Intervista a Viola Tortoli Bartoli

Per prima cosa, parlaci un po’ di te, del tuo lavoro d’artista, della tua ricerca…

Innanzitutto, vi dico che alle spalle ho un percorso di studi che apparentemente non c’entra nulla con quello che faccio: non ho studiato in ambito artistico, ma scientifico. All’università ho fatto medicina, quasi fino alla fine: mi sono laureata, ma mi sono fermata prima della specialistica. Tuttavia, non mi sono mai pentita delle mie scelte e anche ora, facendo arte, sento l’eco del mio passato: il mio approccio alle cose resta scientifico, sono una grande appassionata di scienze naturali e amo prendermi cura delle persone. Sono riuscita, diciamo così, a declinare in altro modo il mio istinto primordiale di lavorare con le persone, adulti, bambini, disabili e non.

Alla base delle relazioni che instauro con gli altri c’è il fare insieme: la materia o azioni come la scrittura sono mezzi per arrivare alle persone. Mi spiego meglio. 

Ho iniziato, da totale autodidatta, con una piccola attività artigianale di costruzione di giochi in legno per bambini. Facevo qualcosa del genere già da ragazzina, ma è con l’arrivo delle mie figlie, le prime destinatarie dei miei lavori, che è diventata una vera e propria attività. Poco dopo, i miei giochi sono diventati sempre più richiesti da altre mamme, dagli amici, nei circoli… E io ho cominciato a pensare che non volevo più costruire i giochi da sola: volevo farlo collettivamente, insieme ad altri adulti e insieme ai bambini. Così, sono nati i progetti che presento nelle scuole: progetti legati alla manualità, alla costruzione, ai materiali vegetali e, soprattutto, al legno.

Tutto questo mi ha portato alla cooperativa dove lavoro stabilmente in qualità di artista ed educatrice con ragazzi disabili. Qui sono la responsabile del laboratorio del legno, che si compone di una parte più artigianale, in cui si fa scultura in assemblaggio, e di una parte dedicata alla loro espressione di sé, delle loro caratteristiche.

Credo molto nell’uso delle mani, nel contatto con la materia: costruire, creare, riempire lo spazio nelle tre dimensioni è motivo di benessere per me e per i ragazzi e i bambini con cui lavoro. 

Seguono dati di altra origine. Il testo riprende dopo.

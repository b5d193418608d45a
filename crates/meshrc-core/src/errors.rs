//! Error types for the meshrc core
//!
//! Three families: [`GatewayError`] for failures reported by the device
//! gateway, [`PersistenceError`] for message log writes, and [`MeshrcError`]
//! which is the taxonomy surfaced to the user. None of these are fatal; the
//! engine turns each one into a [`Notification`](crate::engine::Notification)
//! and keeps processing.

use thiserror::Error;

// ----------------------------------------------------------------------------
// Severity
// ----------------------------------------------------------------------------

/// How loudly a notification should be presented
#[derive(Debug, Clone, Copy, PartialEq, Eq, PartialOrd, Ord)]
pub enum Severity {
    Info,
    Warning,
    Error,
}

// ----------------------------------------------------------------------------
// Gateway Errors
// ----------------------------------------------------------------------------

/// Failures reported by the device gateway
#[derive(Debug, Clone, PartialEq, Eq, Error)]
pub enum GatewayError {
    #[error("Transport {transport} is not available: {reason}")]
    Unavailable { transport: String, reason: String },
    #[error("Device disconnected")]
    Disconnected,
    #[error("Device rejected the request: {0}")]
    Rejected(String),
    #[error("Device did not answer within {duration_ms}ms")]
    Timeout { duration_ms: u64 },
    #[error("Not found: {0}")]
    NotFound(String),
}

// ----------------------------------------------------------------------------
// Persistence Errors
// ----------------------------------------------------------------------------

/// Failures writing to one of the message logs
#[derive(Debug, Error)]
pub enum PersistenceError {
    #[error("Log file {path}: {source}")]
    Io {
        path: String,
        #[source]
        source: std::io::Error,
    },
    #[error("Log table: {0}")]
    Sqlite(#[from] rusqlite::Error),
    #[error("Log record serialization: {0}")]
    Serialization(#[from] serde_json::Error),
}

// ----------------------------------------------------------------------------
// Main Error Type
// ----------------------------------------------------------------------------

/// User-facing error taxonomy
#[derive(Debug, Error)]
pub enum MeshrcError {
    #[error("Connection error: {0}")]
    Connection(#[source] GatewayError),

    #[error("{usage}")]
    CommandPrecondition { command: String, usage: String },

    #[error("Unknown command: /{0}")]
    UnknownCommand(String),

    #[error("No recipient selected")]
    NoActiveContext,

    #[error("Failed to send: {0}")]
    SendFailure(#[source] GatewayError),

    #[error("Command /{command} failed: {source}")]
    CommandFailed {
        command: String,
        #[source]
        source: GatewayError,
    },

    #[error("Logging failed: {0}")]
    Persistence(#[from] PersistenceError),
}

impl MeshrcError {
    /// Create a precondition error carrying the usage line shown to the user
    pub fn precondition(command: impl Into<String>, usage: impl Into<String>) -> Self {
        Self::CommandPrecondition {
            command: command.into(),
            usage: usage.into(),
        }
    }

    /// Severity used when the error is shown as a notification
    pub fn severity(&self) -> Severity {
        match self {
            Self::CommandPrecondition { .. } | Self::NoActiveContext => Severity::Warning,
            Self::Connection(_)
            | Self::UnknownCommand(_)
            | Self::SendFailure(_)
            | Self::CommandFailed { .. }
            | Self::Persistence(_) => Severity::Error,
        }
    }
}

/// Result type for core operations
pub type Result<T> = std::result::Result<T, MeshrcError>;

Il costruire è un atto che porta con sé molti valori. Oltre a essere un’abilità tecnica, è anche un’abilità che può essere interiorizzata. Costruire è trovare soluzioni pratiche e ciò si trasferisce all’interno della persona.      

Quando mi guardo intorno, io faccio molto caso alle mani delle persone. Osservando le mani dei ragazzi, noto che non hanno particolare personalità: sono mani che non manipolano, non usano, non rimaneggiano. Del resto, vivono in una società non manuale, in cui, al contrario, prevale la realtà virtuale e le mani si sviluppano in base a quello che si fa. Ecco, io credo che dovremmo tornare a usare le mani: toccare la materia ci riporta sulla terra ed è un perfetto antidoto alla volatilità che la tecnologia degli ultimi anni porta con sé. Intendo questo quando dico che il contatto con la materia è benefico.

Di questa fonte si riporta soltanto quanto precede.